アサヒ飲料 17年連続成長へ猛ダッシュ 「ウィルキンソン」破竹の勢い

アサヒ飲料は目下、17年連続の販売数量増を目指して追い込みをかけている。1-11月累計の飲料販売実績は前年同期比1%減で、現在、前年超えへと向かいつつあるという。

11日、取材に応じた岸上克彦社長は、まず今年の市場環境について「東日本は7月を中心に短い日照時間や長雨に見舞われた上に大型台風にも立て続けに襲われ総市場は14年以来、5年ぶりに前年を下回ることが確実となった」と指摘した。

アサヒ飲料も販売ボリュームの大きい7月単月に2割以上落ち込んだが、8月から巻き返しを図り12月現在は「追い上げており、年内最終営業日まで気をゆるめることなく17年連続の販売増を達成できるように取り組んでいる」。

同社は今期(12月期)、「100年のワクワクと笑顔を。」をスローガンに掲げ、中長期に向けては業界のリーディングカンパニーを目指している。

岸上社長が想い描くリーディングカンパニーとは、顧客に一番信頼される会社を意味する。今年の手応えについては「業界をリードするリーディングカンパニーとして取り組むべきことに取り組み、その成果は出てきたと思っている。来年以降も加速しないといけない」と語った。

ブランド・商品については「ウィルキンソン」と「モンスターエナジー」が7月の逆風下でも伸長を続けたことを引き合いに「あるカテゴリーの中で非常に強いブランドになると、逆境下でも勝ち抜けるのだと痛感した。カテゴリーナンバー1やストロングナンバー2といった強いブランドを引き続き育成していく」との考えを明らかにした。

モンスターエナジー(アサヒ飲料)
モンスターエナジー(アサヒ飲料)

「ウィルキンソン」ブランドは08年から11年連続で伸長を続け、15年3月から19年11月まででは57か月連続で前年実績を達成し1―11月では販売数量2千万ケースの大台を突破した。

この好調要因については「強炭酸とガスが抜けにくい物性価値がご評価いただいたことに加えて、115年を超える歴史で培われたブランド力が購買の背中を押す重要なポイントになっている」と説明した。

一方、「モンスターエナジー」については「エナジードリンクが健康の対局にあるもではなく、自分の気持ちを豊かにしてくれるものととらえており、来年以降も伸びていくとみている」。
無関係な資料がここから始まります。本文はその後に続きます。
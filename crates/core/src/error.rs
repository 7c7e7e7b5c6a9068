//! Core Error Types
//!
//! Defines the foundational error types used across the Office Copilot workspace.
//! These error types are dependency-free (only thiserror + std) to keep the core
//! crate lightweight.
//!
//! Configuration and loading errors live in the main crate's `AppError`.

use thiserror::Error;

/// Error reported by a host callback.
///
/// Host implementations of the operation, confirmation and undo contracts
/// return these; the executor turns them into failed step results.
#[derive(Error, Debug)]
pub enum CoreError {
    /// Document operation failures reported by the host
    #[error("Operation error: {0}")]
    Operation(String),

    /// Generic internal errors
    #[error("Internal error: {0}")]
    Internal(String),
}

/// Result type alias for core errors
pub type CoreResult<T> = Result<T, CoreError>;

impl CoreError {
    /// Create an operation error
    pub fn operation(msg: impl Into<String>) -> Self {
        Self::Operation(msg.into())
    }

    /// Create an internal error
    pub fn internal(msg: impl Into<String>) -> Self {
        Self::Internal(msg.into())
    }
}

/// Convert CoreError to a string
impl From<CoreError> for String {
    fn from(err: CoreError) -> String {
        err.to_string()
    }
}

#[cfg(test)]
mod tests {
    use super::*;

    #[test]
    fn test_error_display() {
        let err = CoreError::internal("host bridge closed");
        assert_eq!(err.to_string(), "Internal error: host bridge closed");
    }

    #[test]
    fn test_error_conversion() {
        let err = CoreError::operation("document is read-only");
        let msg: String = err.into();
        assert_eq!(msg, "Operation error: document is read-only");
    }
}
//! Plan Models
//!
//! A Plan is an ordered, fixed-shape list of Steps produced by decomposing a
//! request. Each Step wraps one document operation plus its risk metadata.

use chrono::{DateTime, Utc};
use serde::{Deserialize, Serialize};
use serde_json::Value;
use uuid::Uuid;

use office_copilot_core::{ConfirmationRequest, OperationArgs, RiskLevel, UndoHandle};

// ============================================================================
// Status Types
// ============================================================================

/// Execution status of a single step.
#[derive(Debug, Clone, Copy, PartialEq, Eq, Hash, Serialize, Deserialize)]
#[serde(rename_all = "snake_case")]
pub enum StepStatus {
    Pending,
    Running,
    Completed,
    Failed,
    Skipped,
}

impl StepStatus {
    pub fn is_terminal(&self) -> bool {
        matches!(
            self,
            StepStatus::Completed | StepStatus::Failed | StepStatus::Skipped
        )
    }
}

impl std::fmt::Display for StepStatus {
    fn fmt(&self, f: &mut std::fmt::Formatter<'_>) -> std::fmt::Result {
        match self {
            StepStatus::Pending => write!(f, "pending"),
            StepStatus::Running => write!(f, "running"),
            StepStatus::Completed => write!(f, "completed"),
            StepStatus::Failed => write!(f, "failed"),
            StepStatus::Skipped => write!(f, "skipped"),
        }
    }
}

/// Lifecycle status of a plan.
#[derive(Debug, Clone, Copy, PartialEq, Eq, Hash, Serialize, Deserialize)]
#[serde(rename_all = "snake_case")]
pub enum PlanStatus {
    Draft,
    Confirmed,
    Executing,
    Completed,
    Cancelled,
}

impl std::fmt::Display for PlanStatus {
    fn fmt(&self, f: &mut std::fmt::Formatter<'_>) -> std::fmt::Result {
        match self {
            PlanStatus::Draft => write!(f, "draft"),
            PlanStatus::Confirmed => write!(f, "confirmed"),
            PlanStatus::Executing => write!(f, "executing"),
            PlanStatus::Completed => write!(f, "completed"),
            PlanStatus::Cancelled => write!(f, "cancelled"),
        }
    }
}

// ============================================================================
// Step Result
// ============================================================================

/// How a step result was produced.
#[derive(Debug, Clone, Copy, PartialEq, Eq, Serialize, Deserialize)]
#[serde(rename_all = "snake_case")]
pub enum ResultKind {
    /// The operation was dispatched to the host
    Executed,
    /// The user declined the confirmation prompt
    Skipped,
    /// Staged in record-only mode; nothing was dispatched
    Recorded,
}

/// Outcome of processing one step.
#[derive(Debug, Clone, Serialize, Deserialize)]
#[serde(rename_all = "camelCase")]
pub struct StepResult {
    pub step_id: String,
    pub step_index: usize,
    pub operation_name: String,
    pub kind: ResultKind,
    pub success: bool,
    #[serde(default)]
    pub message: String,
    #[serde(default, skip_serializing_if = "Option::is_none")]
    pub data: Option<Value>,
    /// Wall-clock time spent in the execute callback
    #[serde(default)]
    pub elapsed_ms: u64,
    pub can_undo: bool,
    /// Human-readable argument summary (record-only mode)
    #[serde(default, skip_serializing_if = "Option::is_none")]
    pub parameter_summary: Option<String>,
    #[serde(default, skip_serializing_if = "Option::is_none")]
    pub estimated_time_ms: Option<u64>,
    #[serde(skip)]
    pub undo: Option<UndoHandle>,
}

impl StepResult {
    fn base(step: &PlanStep, kind: ResultKind, success: bool) -> Self {
        Self {
            step_id: step.id.clone(),
            step_index: step.index,
            operation_name: step.operation_name.clone(),
            kind,
            success,
            message: String::new(),
            data: None,
            elapsed_ms: 0,
            can_undo: step.can_undo,
            parameter_summary: None,
            estimated_time_ms: None,
            undo: None,
        }
    }

    /// Result of a dispatched operation.
    pub fn executed(
        step: &PlanStep,
        success: bool,
        message: impl Into<String>,
        data: Option<Value>,
        elapsed_ms: u64,
        undo: Option<UndoHandle>,
    ) -> Self {
        Self {
            message: message.into(),
            data,
            elapsed_ms,
            undo,
            ..Self::base(step, ResultKind::Executed, success)
        }
    }

    /// Result of a step the user declined.
    pub fn skipped(step: &PlanStep) -> Self {
        Self {
            message: "Skipped: confirmation declined".to_string(),
            ..Self::base(step, ResultKind::Skipped, true)
        }
    }

    /// Placeholder produced by record-only mode.
    pub fn recorded(step: &PlanStep, parameter_summary: String, estimated_time_ms: u64) -> Self {
        Self {
            message: "recorded".to_string(),
            parameter_summary: Some(parameter_summary),
            estimated_time_ms: Some(estimated_time_ms),
            ..Self::base(step, ResultKind::Recorded, true)
        }
    }

    /// Whether this result can be reverted by `undo`.
    pub fn is_undoable(&self) -> bool {
        self.kind == ResultKind::Executed && self.success && self.can_undo && self.undo.is_some()
    }
}

// ============================================================================
// Plan Step
// ============================================================================

/// One operation within a plan, with scheduling and risk metadata.
#[derive(Debug, Clone, Serialize, Deserialize)]
#[serde(rename_all = "camelCase")]
pub struct PlanStep {
    /// Unique step identifier (e.g., "step-1")
    pub id: String,
    /// Position in the plan (0-based)
    pub index: usize,
    pub description: String,
    pub operation_name: String,
    #[serde(default)]
    pub operation_args: OperationArgs,
    pub status: StepStatus,
    pub risk_level: RiskLevel,
    pub can_undo: bool,
    pub needs_confirmation: bool,
    pub estimated_time_ms: u64,
    #[serde(default, skip_serializing_if = "Option::is_none")]
    pub result: Option<StepResult>,
    /// Review issue this step was generated from
    #[serde(default, skip_serializing_if = "Option::is_none")]
    pub source_issue_id: Option<String>,
    /// Where in the document the step applies, if known
    #[serde(default, skip_serializing_if = "Option::is_none")]
    pub location_hint: Option<String>,
}

impl PlanStep {
    /// Record a terminal status. Returns false if the step already finished.
    pub fn finish(&mut self, status: StepStatus, result: StepResult) -> bool {
        if self.status.is_terminal() || !status.is_terminal() {
            return false;
        }
        self.status = status;
        self.result = Some(result);
        true
    }

    pub fn confirmation_request(&self) -> ConfirmationRequest {
        ConfirmationRequest {
            step_id: self.id.clone(),
            step_index: self.index,
            description: self.description.clone(),
            operation_name: self.operation_name.clone(),
            operation_args: self.operation_args.clone(),
            risk_level: self.risk_level,
            can_undo: self.can_undo,
        }
    }
}

// ============================================================================
// Plan
// ============================================================================

/// An ordered sequence of steps decomposed from a request.
#[derive(Debug, Clone, Serialize, Deserialize)]
#[serde(rename_all = "camelCase")]
pub struct Plan {
    pub id: String,
    pub title: String,
    pub description: String,
    /// Steps in execution order; shape is fixed after creation
    pub steps: Vec<PlanStep>,
    pub current_step_index: usize,
    pub status: PlanStatus,
    pub created_at: DateTime<Utc>,
    pub updated_at: DateTime<Utc>,
}

impl Plan {
    /// Create a draft plan, numbering steps in the given order.
    pub fn new(
        title: impl Into<String>,
        description: impl Into<String>,
        mut steps: Vec<PlanStep>,
    ) -> Self {
        for (i, step) in steps.iter_mut().enumerate() {
            step.index = i;
            step.id = format!("step-{}", i + 1);
        }
        let now = Utc::now();
        Self {
            id: format!("plan-{}", Uuid::new_v4()),
            title: title.into(),
            description: description.into(),
            steps,
            current_step_index: 0,
            status: PlanStatus::Draft,
            created_at: now,
            updated_at: now,
        }
    }

    /// Move the cursor forward. Lower indexes are ignored.
    pub fn advance_to(&mut self, index: usize) {
        if index > self.current_step_index {
            self.current_step_index = index.min(self.steps.len());
            self.updated_at = Utc::now();
        }
    }

    pub fn set_status(&mut self, status: PlanStatus) {
        self.status = status;
        self.updated_at = Utc::now();
    }

    pub fn total_estimated_ms(&self) -> u64 {
        self.steps.iter().map(|s| s.estimated_time_ms).sum()
    }
}
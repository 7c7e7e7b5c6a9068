//! Utilities
//!
//! Common utilities used throughout the crate.

pub mod error;

pub use error::*;
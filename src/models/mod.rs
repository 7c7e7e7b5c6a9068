//! Data Models
//!
//! Contains all data structures used throughout the copilot.

pub mod plan;
pub mod session;
pub mod settings;

pub use plan::*;
pub use session::*;
pub use settings::*;
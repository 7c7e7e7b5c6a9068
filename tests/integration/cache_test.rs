//! Tool Result Cache Tests
//!
//! Read/write classification, TTL expiry, fine-grained and coarse
//! invalidation, and the cache as seen through a running plan.

use std::sync::Arc;
use std::time::Duration;

use serde_json::{json, Value};

use office_copilot::models::settings::CacheConfig;
use office_copilot::services::CachedOperationExecutor;
use office_copilot::{
    CopilotAgent, CopilotConfig, ExecutionMode, OperationArgs, OperationExecutor,
    OperationOutcome, ToolResultCache,
};

use super::support::FakeDocument;

fn args(value: Value) -> OperationArgs {
    match value {
        Value::Object(map) => map,
        _ => OperationArgs::new(),
    }
}

fn default_cache() -> ToolResultCache {
    ToolResultCache::new(CacheConfig::default()).unwrap()
}

fn outcome(tag: &str) -> OperationOutcome {
    OperationOutcome::ok(json!({ "tag": tag }))
}

#[test]
fn test_get_after_put_returns_stored_result() {
    let cache = default_cache();
    let a = args(json!({ "range": "A1:B4" }));
    cache.put("excel_read_range", &a, &outcome("first"));

    let hit = cache.get("excel_read_range", &a).unwrap();
    assert_eq!(hit.data, Some(json!({ "tag": "first" })));
    assert!(hit.undo.is_none());

    // Same name, different arguments
    assert!(cache
        .get("excel_read_range", &args(json!({ "range": "C1" })))
        .is_none());

    let stats = cache.stats();
    assert_eq!((stats.hits, stats.misses, stats.size), (1, 1, 1));
}

#[test]
fn test_writes_are_never_cached() {
    let cache = default_cache();
    let a = args(json!({ "style": "Heading 1" }));
    cache.put("word_apply_style", &a, &outcome("write"));
    assert!(cache.get("word_apply_style", &a).is_none());
    assert_eq!(cache.stats().size, 0);
    assert!(cache.is_invalidating("word_apply_style"));
    assert!(!cache.is_cacheable("word_apply_style"));
}

#[test]
fn test_ttl_selection() {
    let cache = default_cache();
    assert_eq!(
        cache.ttl_for("word_get_document_structure"),
        Duration::from_millis(20_000)
    );
    assert_eq!(cache.ttl_for("word_get_selected_text"), Duration::from_millis(3_000));
    assert_eq!(cache.ttl_for("ppt_get_slide_count"), Duration::from_millis(15_000));
    assert_eq!(cache.ttl_for("excel_read_range"), Duration::from_millis(8_000));
}

#[tokio::test]
async fn test_entries_expire_after_ttl() {
    let config = CacheConfig {
        short_ttl_ms: 30,
        ..CacheConfig::default()
    };
    let cache = ToolResultCache::new(config).unwrap();
    let a = OperationArgs::new();
    cache.put("word_get_selected_text", &a, &outcome("selection"));
    cache.put("word_get_paragraphs", &a, &outcome("paragraphs"));
    assert!(cache.get("word_get_selected_text", &a).is_some());

    tokio::time::sleep(Duration::from_millis(60)).await;

    assert!(cache.get("word_get_selected_text", &a).is_none());
    assert!(cache.get("word_get_paragraphs", &a).is_some());
    assert_eq!(cache.stats().size, 1);
}

#[test]
fn test_fine_grained_invalidation_keeps_unrelated_entries() {
    let cache = default_cache();
    let a = OperationArgs::new();
    for name in [
        "word_get_selected_text",
        "word_get_paragraphs",
        "word_get_document_structure",
        "excel_read_range",
    ] {
        cache.put(name, &a, &outcome(name));
    }

    assert_eq!(cache.invalidate("word_format_text"), 2);
    assert!(cache.get("word_get_selected_text", &a).is_none());
    assert!(cache.get("word_get_paragraphs", &a).is_none());
    assert!(cache.get("word_get_document_structure", &a).is_some());
    assert!(cache.get("excel_read_range", &a).is_some());
    assert_eq!(cache.stats().invalidations, 2);
}

#[test]
fn test_unmapped_write_clears_its_namespace() {
    let cache = default_cache();
    let a = OperationArgs::new();
    for name in ["excel_read_range", "excel_get_sheet_names", "word_get_paragraphs"] {
        cache.put(name, &a, &outcome(name));
    }

    assert_eq!(cache.invalidate("excel_sort_range"), 2);
    assert!(cache.get("word_get_paragraphs", &a).is_some());
    assert_eq!(cache.stats().size, 1);

    // Reads never invalidate
    assert_eq!(cache.invalidate("word_get_paragraphs"), 0);
}

#[test]
fn test_oldest_entry_is_evicted_when_full() {
    let config = CacheConfig {
        max_entries: 2,
        ..CacheConfig::default()
    };
    let cache = ToolResultCache::new(config).unwrap();
    let a = OperationArgs::new();
    cache.put("word_get_paragraphs", &a, &outcome("1"));
    cache.put("word_get_style_names", &a, &outcome("2"));
    cache.put("excel_read_range", &a, &outcome("3"));

    assert_eq!(cache.stats().size, 2);
    assert!(cache.get("word_get_paragraphs", &a).is_none());
    assert!(cache.get("excel_read_range", &a).is_some());
}

#[tokio::test]
async fn test_cached_executor_serves_repeated_reads() {
    let host = Arc::new(FakeDocument::new());
    let cache = Arc::new(default_cache());
    let executor = CachedOperationExecutor::new(host.clone(), cache.clone());
    let a = args(json!({ "text": "budget" }));

    let first = executor.execute("word_search_text", &a).await.unwrap();
    let second = executor.execute("word_search_text", &a).await.unwrap();
    assert_eq!(first.data, second.data);
    assert_eq!(host.calls().len(), 1);

    executor
        .execute("word_replace_text", &args(json!({ "find": "budget", "replace": "plan" })))
        .await
        .unwrap();
    executor.execute("word_search_text", &a).await.unwrap();
    assert_eq!(
        host.calls(),
        vec!["word_search_text", "word_replace_text", "word_search_text"]
    );
}

#[tokio::test]
async fn test_failed_write_still_invalidates() {
    let host = Arc::new(FakeDocument::new().failing("word_insert_text"));
    let cache = Arc::new(default_cache());
    let executor = CachedOperationExecutor::new(host.clone(), cache.clone());
    let a = OperationArgs::new();

    executor.execute("word_get_paragraphs", &a).await.unwrap();
    assert_eq!(cache.stats().size, 1);

    let outcome = executor.execute("word_insert_text", &a).await.unwrap();
    assert!(!outcome.success);
    assert_eq!(cache.stats().size, 0);
}

#[tokio::test]
async fn test_plan_writes_invalidate_reads_taken_earlier() {
    let agent = CopilotAgent::new(CopilotConfig::default()).unwrap();
    agent.handle_message("s", "insert a table of contents");

    let report = agent
        .confirm_and_execute("s", Arc::new(FakeDocument::new()), None, ExecutionMode::Normal)
        .await;
    assert!(report.success);

    // The structure read is cached, then dropped by the style change
    let stats = agent.cache_stats();
    assert_eq!(stats.misses, 1);
    assert_eq!(stats.hits, 0);
    assert_eq!(stats.invalidations, 1);
    assert_eq!(stats.size, 0);
}
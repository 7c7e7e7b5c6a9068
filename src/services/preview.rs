//! Operation Preview
//!
//! Pure mapping from an operation (name + args) to what the user should know
//! before it runs: risk, undo-ability, scope, time, warnings. Plan previews
//! aggregate the per-step previews into an overall verdict.

use std::collections::HashSet;

use serde::{Deserialize, Serialize};
use serde_json::Value;

use office_copilot_core::{OperationArgs, RiskLevel};

use crate::models::plan::Plan;
use crate::models::settings::{OperationProfile, OperationType, RiskCatalog};

/// Number of independently high-risk steps that escalates a plan to critical.
const HIGH_RISK_ESCALATION_COUNT: usize = 3;

/// Argument keys treated as formatting changes.
const FORMAT_KEYS: &[&str] = &[
    "font",
    "fontName",
    "fontSize",
    "size",
    "bold",
    "italic",
    "underline",
    "color",
    "highlight",
    "alignment",
    "lineSpacing",
    "spaceBefore",
    "spaceAfter",
    "indent",
    "style",
    "theme",
];

/// Argument keys naming where an operation applies, in priority order.
const SCOPE_KEYS: &[&str] = &["scope", "range", "target", "location"];

/// A single formatting property an operation will set.
#[derive(Debug, Clone, PartialEq, Serialize, Deserialize)]
pub struct FormatChange {
    pub property: String,
    pub value: String,
}

/// Preview of one operation.
#[derive(Debug, Clone, Serialize, Deserialize)]
#[serde(rename_all = "camelCase")]
pub struct OperationPreview {
    pub operation_name: String,
    pub description: String,
    #[serde(rename = "type")]
    pub operation_type: OperationType,
    pub risk_level: RiskLevel,
    pub can_undo: bool,
    pub estimated_time_ms: u64,
    pub affected_scope: String,
    pub warnings: Vec<String>,
    pub requires_confirmation: bool,
    #[serde(default, skip_serializing_if = "Option::is_none")]
    pub format_changes: Option<Vec<FormatChange>>,
}

/// Aggregated preview of a whole plan.
#[derive(Debug, Clone, Serialize, Deserialize)]
#[serde(rename_all = "camelCase")]
pub struct PlanPreview {
    pub plan_id: String,
    pub steps: Vec<OperationPreview>,
    pub overall_risk: RiskLevel,
    pub total_estimated_ms: u64,
    pub warnings: Vec<String>,
    pub requires_confirmation: bool,
    pub critical_count: usize,
    pub high_count: usize,
    pub irreversible_count: usize,
}

/// Maps operations to previews using a static risk catalog.
#[derive(Debug, Clone, Default)]
pub struct PreviewGenerator {
    catalog: RiskCatalog,
}

impl PreviewGenerator {
    pub fn new(catalog: RiskCatalog) -> Self {
        Self { catalog }
    }

    /// Catalog entry for `name`, or the medium/undoable/mixed default.
    pub fn profile(&self, name: &str) -> OperationProfile {
        self.catalog
            .operations
            .get(name)
            .cloned()
            .unwrap_or_default()
    }

    pub fn risk_level(&self, name: &str) -> RiskLevel {
        self.catalog
            .operations
            .get(name)
            .map(|p| p.risk_level)
            .unwrap_or_default()
    }

    /// Estimated duration: the catalog's value, else the class default.
    pub fn estimate_ms(&self, name: &str) -> u64 {
        let profile = self.profile(name);
        profile.estimated_time_ms.unwrap_or_else(|| {
            self.catalog
                .class_estimates
                .for_type(profile.operation_type)
        })
    }

    pub fn preview(
        &self,
        name: &str,
        args: &OperationArgs,
        description: Option<&str>,
    ) -> OperationPreview {
        let profile = self.profile(name);
        let facts = StepFacts {
            risk_level: profile.risk_level,
            can_undo: profile.can_undo,
            estimated_time_ms: self.estimate_ms(name),
            requires_confirmation: profile.risk_level.requires_confirmation(),
        };
        self.build_preview(name, args, description, &profile, facts)
    }

    fn build_preview(
        &self,
        name: &str,
        args: &OperationArgs,
        description: Option<&str>,
        profile: &OperationProfile,
        facts: StepFacts,
    ) -> OperationPreview {
        let description = description
            .map(str::to_string)
            .or_else(|| profile.description.clone())
            .unwrap_or_else(|| humanize_operation_name(name));

        let affected_scope = SCOPE_KEYS
            .iter()
            .find_map(|key| args.get(*key).map(value_to_text))
            .or_else(|| profile.affected_scope.clone())
            .unwrap_or_else(|| "document".to_string());

        let mut warnings = profile.warnings.clone();
        if !facts.can_undo {
            warnings.push("This operation cannot be undone".to_string());
        }
        if facts.risk_level == RiskLevel::Critical {
            warnings.push("Critical change: review carefully before confirming".to_string());
        }

        let format_changes: Vec<FormatChange> = FORMAT_KEYS
            .iter()
            .filter_map(|key| {
                args.get(*key).map(|v| FormatChange {
                    property: key.to_string(),
                    value: value_to_text(v),
                })
            })
            .collect();

        OperationPreview {
            operation_name: name.to_string(),
            description,
            operation_type: profile.operation_type,
            risk_level: facts.risk_level,
            can_undo: facts.can_undo,
            estimated_time_ms: facts.estimated_time_ms,
            affected_scope,
            warnings,
            requires_confirmation: facts.requires_confirmation,
            format_changes: (!format_changes.is_empty()).then_some(format_changes),
        }
    }

    /// Preview a plan as its steps will actually run: each step's own risk,
    /// undo flag, estimate and confirmation flag win over the catalog.
    pub fn preview_plan(&self, plan: &Plan) -> PlanPreview {
        let steps: Vec<OperationPreview> = plan
            .steps
            .iter()
            .map(|s| {
                let facts = StepFacts {
                    risk_level: s.risk_level,
                    can_undo: s.can_undo,
                    estimated_time_ms: s.estimated_time_ms,
                    requires_confirmation: s.needs_confirmation
                        || s.risk_level.requires_confirmation(),
                };
                let profile = self.profile(&s.operation_name);
                self.build_preview(
                    &s.operation_name,
                    &s.operation_args,
                    Some(&s.description),
                    &profile,
                    facts,
                )
            })
            .collect();

        let critical_count = steps
            .iter()
            .filter(|p| p.risk_level == RiskLevel::Critical)
            .count();
        let high_count = steps
            .iter()
            .filter(|p| p.risk_level == RiskLevel::High)
            .count();
        let irreversible_count = steps.iter().filter(|p| !p.can_undo).count();

        let mut overall_risk = steps
            .iter()
            .map(|p| p.risk_level)
            .max()
            .unwrap_or(RiskLevel::Low);
        if high_count >= HIGH_RISK_ESCALATION_COUNT {
            overall_risk = RiskLevel::Critical;
        }

        let mut warnings = Vec::new();
        if critical_count > 0 {
            warnings.push(format!("{critical_count} step(s) are critical risk"));
        }
        if high_count > 0 {
            warnings.push(format!("{high_count} step(s) are high risk"));
        }
        if irreversible_count > 0 {
            warnings.push(format!("{irreversible_count} step(s) cannot be undone"));
        }
        let mut seen = HashSet::new();
        for warning in steps.iter().flat_map(|p| p.warnings.iter()) {
            if seen.insert(warning.as_str()) {
                warnings.push(warning.clone());
            }
        }

        PlanPreview {
            plan_id: plan.id.clone(),
            total_estimated_ms: plan.total_estimated_ms(),
            requires_confirmation: overall_risk.requires_confirmation(),
            overall_risk,
            warnings,
            critical_count,
            high_count,
            irreversible_count,
            steps,
        }
    }
}

/// Risk facts a preview reports, from the catalog or from a planned step.
struct StepFacts {
    risk_level: RiskLevel,
    can_undo: bool,
    estimated_time_ms: u64,
    requires_confirmation: bool,
}

/// "word_apply_style" -> "Apply style (word)"
fn humanize_operation_name(name: &str) -> String {
    let mut parts = name.split('_');
    let namespace = parts.next().unwrap_or_default();
    let rest: Vec<&str> = parts.collect();
    if rest.is_empty() {
        return namespace.to_string();
    }
    let mut text = rest.join(" ");
    if let Some(first) = text.get(0..1) {
        text = format!("{}{}", first.to_uppercase(), &text[1..]);
    }
    format!("{text} ({namespace})")
}

fn value_to_text(value: &Value) -> String {
    match value {
        Value::String(s) => s.clone(),
        other => other.to_string(),
    }
}
//! Plan Mode Service
//!
//! From request to executed plan:
//! - Clarification of vague requests into structured questions
//! - Template-based decomposition into ordered, risk-annotated steps
//! - Per-session conversation phases with an enforced transition table
//! - Sequential step execution with confirmation, pause/cancel and undo

pub mod clarifier;
pub mod control;
pub mod conversation;
pub mod decomposer;
pub mod step_executor;

pub use clarifier::ClarificationEngine;
pub use control::ExecutionControl;
pub use conversation::{ConversationStore, PhaseListener, PhaseNotifications};
pub use decomposer::{Decomposer, ReviewIssue, ReviewResult};
pub use step_executor::{
    ExecutionMode, ExecutionObserver, ExecutionReport, StepExecutor, UndoReport,
};
// SPDX-FileCopyrightText: Copyright (c) 2024-2025 NVIDIA CORPORATION & AFFILIATES. All rights reserved.
// SPDX-License-Identifier: Apache-2.0

//! Block lifecycle engine.
//!
//! The [`BlockManager`] orchestrates the block arena, the two free lists
//! and the reuse trie. Everything it does is index manipulation over
//! metadata; the only data movement is whole-block copies between the
//! primary and secondary pools during offload and onboarding, enqueued on
//! the configured copy stream with metadata updated eagerly.
//!
//! Free-list discipline: fresh blocks are handed out from the front;
//! completed blocks released with reuse potential are parked at the back so
//! they are evicted last. The eviction victim is the earliest free primary
//! block whose trie subtree holds no other primary block, which keeps
//! deeper (more specific) prefixes alive as long as possible.

pub mod block;
pub mod events;
pub mod free_list;
pub mod metrics;
pub mod pool;
pub mod sequence;
pub mod storage;

use std::sync::Arc;

use derive_builder::Builder;
use thiserror::Error;
use validator::Validate;

use crate::common::dtype::DType;
use crate::request::CacheRequest;
use crate::tokens::{build_block_keys, BlockKey, UniqueToken, DEFAULT_HASH_SEED};

use block::{BlockArena, BlockId, KvCacheIndex};
use events::{EventManager, NullEventManager};
use free_list::FreeBlockQueue;
use metrics::BlockManagerMetrics;
use pool::BlockPools;
use sequence::GenerationSequence;
use storage::{
    CopyStream, MemcpyStream, PinnedAllocator, StorageAllocator, StorageError, SystemAllocator,
};

pub type Result<T> = std::result::Result<T, KvCacheError>;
「モンスターエナジー」は10~20代を中心に高く支持され今年も前年を大幅に上回る形で推移している。

アサヒ飲料群馬工場
アサヒ飲料群馬工場

同社はこの好調などを受け、関東の主力工場である群馬工場に約33億円を投じて製造ラインの新設と生産設備の増強を図り、これまで外部委託していた「モンスターエナジー」の製造を来年1月をめどに内製化する。

また5月に稼働予定のアセプティックPETラインには、省人化、省力化につながる設備を導入して生産効率の向上を図っていく。

具体的には、データ解析や生産工程の管理といった品質保証システムの高度化や資材の供給工程を完全自動化していく。

慢性化する人手不足や増加の一途にあるコストが課題となる物流面については「昨年猛暑でSCMが破綻してお客さまにご迷惑をおかけした反省から、物流倉庫の配置・再整備をして生産地点から極力運ぶ距離を短くして、消費されるお客さまの近いところに営業倉庫を構えることに着手し、来年に向けても強化していく」と述べた。

現在、船舶輸送などでキリンビバレッジと協業。今後も「社会課題解決のために競争関係にある会社や異業種との協業について検討を重ねていく」。

21年には、これまで手薄であった中部エリアを強化していく。アサヒグループホールディングスは、アサヒビール名古屋工場に約120億円を投じてPET商品の製造ラインと物流倉庫を新設し21年4月の稼働を予定している。これにより、アサヒビール名古屋工場は「カルピスウォーター」など年間約900万ケースのPET商品の製造が可能となる。

なお来年については「業界全体が、今年の流行語大賞の“ONE TEAM(ワンチーム)”となって盛り上げていきたい」と意欲をのぞかせた。